[Your objective]
In the material below, find the line that contains "for following input)." and the line that contains "counts as set.", then write out exactly those two lines and everything between them.

-- Material for this task follows --

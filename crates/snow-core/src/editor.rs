use std::cell::RefCell;
use std::collections::BTreeMap;
use std::rc::Rc;

use serde::{Deserialize, Serialize};
use serde_json::Value;

use crate::emitter::Emitter;

/// Formats active over a range, keyed by format name (`link`, `color`, `header`, ...).
///
/// A value of `false` or `null` means "not set" when passed to a mutation.
pub type Formats = BTreeMap<String, Value>;

/// Shared handle to the host editor. Everything in the chrome runs on one event loop.
pub type EditorHandle = Rc<RefCell<dyn Editor>>;

#[derive(Debug, Clone, Copy, PartialEq, Eq, Hash, Serialize, Deserialize)]
pub struct Range {
    pub index: usize,
    pub length: usize,
}

impl Range {
    pub fn new(index: usize, length: usize) -> Self {
        Self { index, length }
    }

    pub fn caret(index: usize) -> Self {
        Self { index, length: 0 }
    }

    pub fn end(&self) -> usize {
        self.index + self.length
    }

    pub fn is_collapsed(&self) -> bool {
        self.length == 0
    }
}

#[derive(Debug, Clone, Copy, PartialEq, Default, Serialize, Deserialize)]
pub struct Bounds {
    pub left: f32,
    pub top: f32,
    pub width: f32,
    pub height: f32,
}

impl Bounds {
    pub fn new(left: f32, top: f32, width: f32, height: f32) -> Self {
        Self {
            left,
            top,
            width,
            height,
        }
    }

    pub fn right(&self) -> f32 {
        self.left + self.width
    }

    pub fn bottom(&self) -> f32 {
        self.top + self.height
    }
}

/// Who caused a change. Only `User` selections open the link preview.
#[derive(Debug, Clone, Copy, PartialEq, Eq, Serialize, Deserialize)]
#[serde(rename_all = "snake_case")]
pub enum Source {
    User,
    Api,
    Silent,
}

/// A link leaf found under a document offset.
#[derive(Debug, Clone, PartialEq, Eq)]
pub struct LinkLeaf {
    pub length: usize,
    pub href: String,
}

/// Capabilities the toolbar chrome needs from the host editor.
///
/// Mutations must not dispatch events synchronously; hosts queue them and emit
/// once the mutation has returned, so listeners can borrow the editor again.
pub trait Editor {
    fn selection(&self) -> Option<Range>;

    /// Last known selection, kept while focus is elsewhere (e.g. in the tooltip textbox).
    fn saved_selection(&self) -> Option<Range>;

    fn set_selection(&mut self, range: Option<Range>, source: Source);

    /// Pixel bounds of `range` relative to the editor root; `None` when unmeasurable.
    fn bounds(&self, range: Range) -> Option<Bounds>;

    /// Apply a format at the current selection (or the caret, for following input).
    fn format(&mut self, name: &str, value: Value, source: Source);

    fn format_range(&mut self, range: Range, name: &str, value: Value, source: Source);

    fn formats_at(&self, range: Range) -> Formats;

    /// Link leaf containing `index`, plus the offset of `index` inside it.
    fn link_at(&self, index: usize) -> Option<(LinkLeaf, usize)>;

    fn text(&self, range: Range) -> String;

    fn insert_text(&mut self, index: usize, text: &str, source: Source);

    fn insert_embed(&mut self, index: usize, kind: &str, value: &str, source: Source);

    fn focus(&mut self);

    fn has_focus(&self) -> bool;

    fn emitter(&self) -> Emitter;
}

/// Textual form of a format value as it appears in an option's value attribute.
///
/// Mixed values (arrays), objects, `null` and `false` have no textual form.
pub fn format_value_text(value: &Value) -> Option<String> {
    match value {
        Value::String(s) => Some(s.clone()),
        Value::Number(n) => Some(n.to_string()),
        Value::Bool(true) => Some("true".to_string()),
        Value::Bool(false) | Value::Null | Value::Array(_) | Value::Object(_) => None,
    }
}

/// Whether a format value counts as set.
pub fn is_format_set(value: Option<&Value>) -> bool {
    !matches!(value, None | Some(Value::Null) | Some(Value::Bool(false)))
}

#[cfg(test)]
mod tests {
    use super::*;
    use serde_json::json;

    #[test]
    fn format_value_text_matches_option_values() {
        assert_eq!(format_value_text(&json!("serif")), Some("serif".into()));
        assert_eq!(format_value_text(&json!(2)), Some("2".into()));
        assert_eq!(format_value_text(&json!(false)), None);
        assert_eq!(format_value_text(&json!(["a", "b"])), None);
    }

    #[test]
    fn false_and_null_are_unset() {
        assert!(!is_format_set(None));
        assert!(!is_format_set(Some(&json!(false))));
        assert!(!is_format_set(Some(&Value::Null)));
        assert!(is_format_set(Some(&json!("https://a.b"))));
    }
}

-- Material for this task concluded --

[Output]
    /// Apply a format at the current selection (or the caret, for following input).
    fn format(&mut self, name: &str, value: Value, source: Source);

    fn format_range(&mut self, range: Range, name: &str, value: Value, source: Source);

    fn formats_at(&self, range: Range) -> Formats;

    /// Link leaf containing `index`, plus the offset of `index` inside it.
    fn link_at(&self, index: usize) -> Option<(LinkLeaf, usize)>;

    fn text(&self, range: Range) -> String;

    fn insert_text(&mut self, index: usize, text: &str, source: Source);

    fn insert_embed(&mut self, index: usize, kind: &str, value: &str, source: Source);

    fn focus(&mut self);

    fn has_focus(&self) -> bool;

    fn emitter(&self) -> Emitter;
}

/// Textual form of a format value as it appears in an option's value attribute.
///
/// Mixed values (arrays), objects, `null` and `false` have no textual form.
pub fn format_value_text(value: &Value) -> Option<String> {
    match value {
        Value::String(s) => Some(s.clone()),
        Value::Number(n) => Some(n.to_string()),
        Value::Bool(true) => Some("true".to_string()),
        Value::Bool(false) | Value::Null | Value::Array(_) | Value::Object(_) => None,
    }
}

/// Whether a format value counts as set.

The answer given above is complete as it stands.